**Directions for this task:** If a line comes after the one containing "of the run.", leave it out; copy every line before it, and that line too, exactly as written, starting from the first line of the entries.

(Stored data)
============================================================

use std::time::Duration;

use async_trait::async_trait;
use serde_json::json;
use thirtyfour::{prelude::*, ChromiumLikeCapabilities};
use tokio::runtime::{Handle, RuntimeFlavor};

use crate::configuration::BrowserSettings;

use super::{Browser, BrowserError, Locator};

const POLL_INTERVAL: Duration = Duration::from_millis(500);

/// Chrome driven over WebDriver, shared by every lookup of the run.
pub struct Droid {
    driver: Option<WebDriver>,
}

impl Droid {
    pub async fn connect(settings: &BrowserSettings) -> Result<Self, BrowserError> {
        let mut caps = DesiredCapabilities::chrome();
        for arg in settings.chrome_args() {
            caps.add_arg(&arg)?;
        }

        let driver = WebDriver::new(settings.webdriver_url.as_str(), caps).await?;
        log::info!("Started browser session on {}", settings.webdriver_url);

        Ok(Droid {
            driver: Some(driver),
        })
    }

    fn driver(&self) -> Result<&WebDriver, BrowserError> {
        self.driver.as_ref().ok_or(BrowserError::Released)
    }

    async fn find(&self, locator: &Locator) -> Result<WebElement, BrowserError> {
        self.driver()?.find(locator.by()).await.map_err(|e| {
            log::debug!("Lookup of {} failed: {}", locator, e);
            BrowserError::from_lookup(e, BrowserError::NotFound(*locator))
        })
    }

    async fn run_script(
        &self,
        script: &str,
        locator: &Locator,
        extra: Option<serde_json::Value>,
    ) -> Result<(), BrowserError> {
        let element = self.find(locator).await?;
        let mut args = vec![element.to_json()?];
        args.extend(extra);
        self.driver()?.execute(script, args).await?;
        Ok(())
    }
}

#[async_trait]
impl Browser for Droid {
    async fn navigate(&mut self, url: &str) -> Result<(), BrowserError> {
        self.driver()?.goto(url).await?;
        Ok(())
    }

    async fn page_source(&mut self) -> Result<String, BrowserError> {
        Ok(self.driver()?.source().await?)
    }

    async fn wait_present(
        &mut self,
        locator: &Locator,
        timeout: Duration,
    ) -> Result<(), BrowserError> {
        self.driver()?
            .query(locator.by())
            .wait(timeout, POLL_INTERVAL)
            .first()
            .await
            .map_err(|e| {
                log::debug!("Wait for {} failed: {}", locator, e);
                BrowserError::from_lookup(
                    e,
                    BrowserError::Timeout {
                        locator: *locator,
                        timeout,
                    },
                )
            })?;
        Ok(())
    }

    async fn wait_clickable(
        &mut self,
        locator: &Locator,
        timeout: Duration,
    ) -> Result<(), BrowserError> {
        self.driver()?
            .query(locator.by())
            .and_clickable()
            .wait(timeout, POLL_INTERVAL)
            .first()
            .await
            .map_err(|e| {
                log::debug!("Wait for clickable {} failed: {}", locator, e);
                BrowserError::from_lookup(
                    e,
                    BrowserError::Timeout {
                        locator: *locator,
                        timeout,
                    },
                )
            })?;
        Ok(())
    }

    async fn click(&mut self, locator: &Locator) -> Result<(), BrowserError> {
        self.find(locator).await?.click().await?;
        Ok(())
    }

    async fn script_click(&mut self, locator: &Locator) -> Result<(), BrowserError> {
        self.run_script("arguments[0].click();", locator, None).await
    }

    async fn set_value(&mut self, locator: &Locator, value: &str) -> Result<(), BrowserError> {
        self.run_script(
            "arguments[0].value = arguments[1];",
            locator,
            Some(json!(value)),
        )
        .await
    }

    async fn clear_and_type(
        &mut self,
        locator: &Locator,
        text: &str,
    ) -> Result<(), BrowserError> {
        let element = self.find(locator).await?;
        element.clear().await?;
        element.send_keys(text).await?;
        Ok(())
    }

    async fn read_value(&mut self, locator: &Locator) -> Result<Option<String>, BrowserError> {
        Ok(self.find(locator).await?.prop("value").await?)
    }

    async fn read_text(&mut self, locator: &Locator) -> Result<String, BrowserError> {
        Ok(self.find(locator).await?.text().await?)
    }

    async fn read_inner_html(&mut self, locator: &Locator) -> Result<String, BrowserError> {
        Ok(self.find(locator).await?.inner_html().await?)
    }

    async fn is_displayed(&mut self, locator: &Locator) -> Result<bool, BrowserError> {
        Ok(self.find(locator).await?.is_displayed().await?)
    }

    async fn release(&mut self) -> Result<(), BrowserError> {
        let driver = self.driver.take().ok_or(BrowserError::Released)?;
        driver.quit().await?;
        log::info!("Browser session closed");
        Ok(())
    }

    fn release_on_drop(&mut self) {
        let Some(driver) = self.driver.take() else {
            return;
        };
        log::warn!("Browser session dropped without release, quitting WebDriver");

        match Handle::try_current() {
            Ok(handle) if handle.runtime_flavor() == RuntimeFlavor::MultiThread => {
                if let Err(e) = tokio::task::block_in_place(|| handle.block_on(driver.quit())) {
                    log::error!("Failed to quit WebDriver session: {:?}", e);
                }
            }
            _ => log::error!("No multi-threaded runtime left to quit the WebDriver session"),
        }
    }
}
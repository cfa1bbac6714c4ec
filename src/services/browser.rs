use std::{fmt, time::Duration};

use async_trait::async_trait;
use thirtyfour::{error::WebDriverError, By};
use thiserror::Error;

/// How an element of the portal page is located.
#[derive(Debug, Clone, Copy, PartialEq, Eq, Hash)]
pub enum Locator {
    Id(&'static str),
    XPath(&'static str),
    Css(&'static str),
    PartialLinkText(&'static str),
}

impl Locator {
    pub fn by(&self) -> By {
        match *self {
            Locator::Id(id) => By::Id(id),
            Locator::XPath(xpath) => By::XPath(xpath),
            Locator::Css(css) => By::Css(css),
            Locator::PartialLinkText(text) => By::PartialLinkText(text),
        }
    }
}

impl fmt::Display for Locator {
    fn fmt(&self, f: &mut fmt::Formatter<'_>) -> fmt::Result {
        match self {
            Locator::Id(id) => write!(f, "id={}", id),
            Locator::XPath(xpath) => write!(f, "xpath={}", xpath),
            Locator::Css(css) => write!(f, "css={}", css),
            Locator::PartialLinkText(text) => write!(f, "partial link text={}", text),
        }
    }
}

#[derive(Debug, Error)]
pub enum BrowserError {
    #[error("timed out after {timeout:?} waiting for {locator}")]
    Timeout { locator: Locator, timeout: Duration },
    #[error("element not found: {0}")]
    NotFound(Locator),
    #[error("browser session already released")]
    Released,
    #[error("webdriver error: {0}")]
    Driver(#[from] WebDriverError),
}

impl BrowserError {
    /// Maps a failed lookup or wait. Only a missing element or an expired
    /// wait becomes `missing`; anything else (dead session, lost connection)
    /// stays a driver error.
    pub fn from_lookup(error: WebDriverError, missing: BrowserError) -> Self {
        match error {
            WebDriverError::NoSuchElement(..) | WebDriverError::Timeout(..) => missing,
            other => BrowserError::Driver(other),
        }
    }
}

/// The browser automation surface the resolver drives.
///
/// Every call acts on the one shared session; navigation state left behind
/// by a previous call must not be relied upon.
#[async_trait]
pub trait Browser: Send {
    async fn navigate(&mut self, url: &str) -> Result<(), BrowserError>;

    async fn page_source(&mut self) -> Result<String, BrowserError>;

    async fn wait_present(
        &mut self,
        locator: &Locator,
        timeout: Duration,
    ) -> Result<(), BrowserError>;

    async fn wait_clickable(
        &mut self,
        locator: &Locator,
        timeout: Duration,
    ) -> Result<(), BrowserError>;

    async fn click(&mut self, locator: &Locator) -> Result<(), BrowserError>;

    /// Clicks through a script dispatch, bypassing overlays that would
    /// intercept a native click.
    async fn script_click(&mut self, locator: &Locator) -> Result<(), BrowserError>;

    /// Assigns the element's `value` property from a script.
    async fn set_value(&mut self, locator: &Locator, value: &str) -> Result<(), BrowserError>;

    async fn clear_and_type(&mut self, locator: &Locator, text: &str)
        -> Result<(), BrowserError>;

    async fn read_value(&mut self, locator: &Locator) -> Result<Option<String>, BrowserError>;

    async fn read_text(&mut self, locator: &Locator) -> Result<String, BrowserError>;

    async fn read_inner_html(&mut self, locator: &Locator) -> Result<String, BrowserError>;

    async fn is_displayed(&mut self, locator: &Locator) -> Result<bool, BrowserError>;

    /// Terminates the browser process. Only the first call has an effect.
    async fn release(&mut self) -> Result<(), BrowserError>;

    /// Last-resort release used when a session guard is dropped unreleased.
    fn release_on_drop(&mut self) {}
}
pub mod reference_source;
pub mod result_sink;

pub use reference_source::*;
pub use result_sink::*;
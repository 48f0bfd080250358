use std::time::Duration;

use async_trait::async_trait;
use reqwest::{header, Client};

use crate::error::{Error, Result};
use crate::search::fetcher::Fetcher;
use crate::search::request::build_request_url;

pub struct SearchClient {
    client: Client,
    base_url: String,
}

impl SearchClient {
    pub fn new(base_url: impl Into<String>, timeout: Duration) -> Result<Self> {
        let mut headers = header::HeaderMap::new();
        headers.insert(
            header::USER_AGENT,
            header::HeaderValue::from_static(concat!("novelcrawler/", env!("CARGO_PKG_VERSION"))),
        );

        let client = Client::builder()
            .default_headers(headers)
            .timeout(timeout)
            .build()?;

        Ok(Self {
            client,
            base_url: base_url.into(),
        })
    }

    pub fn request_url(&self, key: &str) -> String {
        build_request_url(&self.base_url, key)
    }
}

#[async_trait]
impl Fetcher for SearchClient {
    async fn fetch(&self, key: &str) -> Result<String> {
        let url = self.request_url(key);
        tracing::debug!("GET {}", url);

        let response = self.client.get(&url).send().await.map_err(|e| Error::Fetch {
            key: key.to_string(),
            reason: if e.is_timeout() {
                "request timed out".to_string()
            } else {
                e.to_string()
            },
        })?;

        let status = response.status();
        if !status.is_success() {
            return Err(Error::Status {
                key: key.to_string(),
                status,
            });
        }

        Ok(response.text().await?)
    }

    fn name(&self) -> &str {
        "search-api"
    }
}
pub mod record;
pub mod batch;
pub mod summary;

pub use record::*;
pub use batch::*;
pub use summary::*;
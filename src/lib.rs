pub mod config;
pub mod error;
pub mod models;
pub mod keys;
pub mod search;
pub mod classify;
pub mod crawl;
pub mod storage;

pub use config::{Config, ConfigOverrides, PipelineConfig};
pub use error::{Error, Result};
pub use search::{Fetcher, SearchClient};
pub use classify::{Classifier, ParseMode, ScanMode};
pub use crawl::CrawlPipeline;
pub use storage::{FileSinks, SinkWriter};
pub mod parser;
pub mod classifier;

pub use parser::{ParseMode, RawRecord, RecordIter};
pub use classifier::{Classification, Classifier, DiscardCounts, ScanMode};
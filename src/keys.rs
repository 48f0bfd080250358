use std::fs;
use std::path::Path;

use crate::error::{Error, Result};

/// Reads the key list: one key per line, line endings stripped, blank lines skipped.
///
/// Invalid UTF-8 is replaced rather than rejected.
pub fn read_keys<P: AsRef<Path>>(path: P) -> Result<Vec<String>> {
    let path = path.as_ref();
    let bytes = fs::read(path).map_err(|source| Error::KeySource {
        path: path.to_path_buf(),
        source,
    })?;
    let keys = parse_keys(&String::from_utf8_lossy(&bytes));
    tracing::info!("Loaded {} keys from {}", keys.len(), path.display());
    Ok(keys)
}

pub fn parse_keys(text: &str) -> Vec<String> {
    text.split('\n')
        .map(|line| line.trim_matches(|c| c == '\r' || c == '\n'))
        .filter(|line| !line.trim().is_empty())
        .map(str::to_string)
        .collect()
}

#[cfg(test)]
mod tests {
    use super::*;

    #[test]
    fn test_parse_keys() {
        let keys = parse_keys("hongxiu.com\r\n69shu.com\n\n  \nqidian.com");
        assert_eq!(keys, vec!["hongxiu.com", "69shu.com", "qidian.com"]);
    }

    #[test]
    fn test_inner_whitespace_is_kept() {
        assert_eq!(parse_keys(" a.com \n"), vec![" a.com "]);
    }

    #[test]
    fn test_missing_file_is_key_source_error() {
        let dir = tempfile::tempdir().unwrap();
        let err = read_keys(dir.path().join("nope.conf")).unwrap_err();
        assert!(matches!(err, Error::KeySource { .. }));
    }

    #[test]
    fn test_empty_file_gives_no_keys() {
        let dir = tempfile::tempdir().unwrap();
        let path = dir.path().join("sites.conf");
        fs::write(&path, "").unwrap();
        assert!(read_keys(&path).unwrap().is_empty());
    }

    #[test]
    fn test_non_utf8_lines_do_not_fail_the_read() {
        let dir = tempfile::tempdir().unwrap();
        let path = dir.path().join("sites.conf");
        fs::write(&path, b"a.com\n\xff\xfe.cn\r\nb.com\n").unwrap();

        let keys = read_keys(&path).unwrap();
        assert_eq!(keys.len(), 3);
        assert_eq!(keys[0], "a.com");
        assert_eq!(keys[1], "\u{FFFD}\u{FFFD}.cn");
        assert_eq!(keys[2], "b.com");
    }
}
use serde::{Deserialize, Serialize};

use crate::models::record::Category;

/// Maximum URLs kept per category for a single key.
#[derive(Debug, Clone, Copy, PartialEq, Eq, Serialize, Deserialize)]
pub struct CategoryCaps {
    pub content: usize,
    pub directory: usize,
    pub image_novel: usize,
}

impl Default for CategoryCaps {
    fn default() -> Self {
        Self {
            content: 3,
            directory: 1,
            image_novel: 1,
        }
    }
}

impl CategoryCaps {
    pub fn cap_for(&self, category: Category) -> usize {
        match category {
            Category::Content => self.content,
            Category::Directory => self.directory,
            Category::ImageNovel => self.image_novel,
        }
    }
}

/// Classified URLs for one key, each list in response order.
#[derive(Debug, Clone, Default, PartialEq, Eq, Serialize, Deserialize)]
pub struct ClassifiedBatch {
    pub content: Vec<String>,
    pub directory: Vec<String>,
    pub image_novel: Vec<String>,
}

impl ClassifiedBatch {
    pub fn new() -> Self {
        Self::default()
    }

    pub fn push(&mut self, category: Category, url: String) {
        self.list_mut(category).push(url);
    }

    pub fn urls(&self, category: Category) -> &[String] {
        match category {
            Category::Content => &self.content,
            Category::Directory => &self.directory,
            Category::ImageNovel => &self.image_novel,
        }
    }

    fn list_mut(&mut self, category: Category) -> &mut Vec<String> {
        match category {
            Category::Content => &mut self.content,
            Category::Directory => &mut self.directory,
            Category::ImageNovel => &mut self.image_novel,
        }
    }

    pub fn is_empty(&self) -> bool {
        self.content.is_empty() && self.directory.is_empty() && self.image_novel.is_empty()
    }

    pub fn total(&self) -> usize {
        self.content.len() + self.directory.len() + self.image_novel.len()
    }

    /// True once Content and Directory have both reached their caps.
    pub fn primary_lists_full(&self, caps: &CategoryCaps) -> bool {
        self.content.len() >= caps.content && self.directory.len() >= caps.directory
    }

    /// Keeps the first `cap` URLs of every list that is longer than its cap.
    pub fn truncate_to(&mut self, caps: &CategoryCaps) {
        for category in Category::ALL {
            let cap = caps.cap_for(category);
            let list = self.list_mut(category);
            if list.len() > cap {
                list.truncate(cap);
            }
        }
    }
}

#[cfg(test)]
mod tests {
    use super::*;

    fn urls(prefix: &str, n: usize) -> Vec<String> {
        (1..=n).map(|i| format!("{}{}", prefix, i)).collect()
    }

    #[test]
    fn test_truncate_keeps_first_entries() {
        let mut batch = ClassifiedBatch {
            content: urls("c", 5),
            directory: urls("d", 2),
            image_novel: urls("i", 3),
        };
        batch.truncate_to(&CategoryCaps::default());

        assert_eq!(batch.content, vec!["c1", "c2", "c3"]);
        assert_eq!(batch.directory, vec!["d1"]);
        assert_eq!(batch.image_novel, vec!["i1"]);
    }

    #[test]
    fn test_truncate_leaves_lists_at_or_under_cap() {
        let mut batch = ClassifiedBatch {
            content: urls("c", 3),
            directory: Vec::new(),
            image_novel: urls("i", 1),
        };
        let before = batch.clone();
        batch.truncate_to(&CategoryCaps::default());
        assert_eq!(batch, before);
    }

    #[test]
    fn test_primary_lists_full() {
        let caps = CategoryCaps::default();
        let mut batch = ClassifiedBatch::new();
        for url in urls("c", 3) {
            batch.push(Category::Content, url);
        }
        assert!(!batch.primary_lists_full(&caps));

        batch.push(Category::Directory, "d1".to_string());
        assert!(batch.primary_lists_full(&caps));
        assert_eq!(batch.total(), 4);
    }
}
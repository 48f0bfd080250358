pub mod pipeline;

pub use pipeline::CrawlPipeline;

============================================================

**Written solution:**
use std::time::Duration;

use async_trait::async_trait;
use serde_json::json;
use thirtyfour::{prelude::*, ChromiumLikeCapabilities};
use tokio::runtime::{Handle, RuntimeFlavor};

use crate::configuration::BrowserSettings;

use super::{Browser, BrowserError, Locator};

const POLL_INTERVAL: Duration = Duration::from_millis(500);

/// Chrome driven over WebDriver, shared by every lookup of the run.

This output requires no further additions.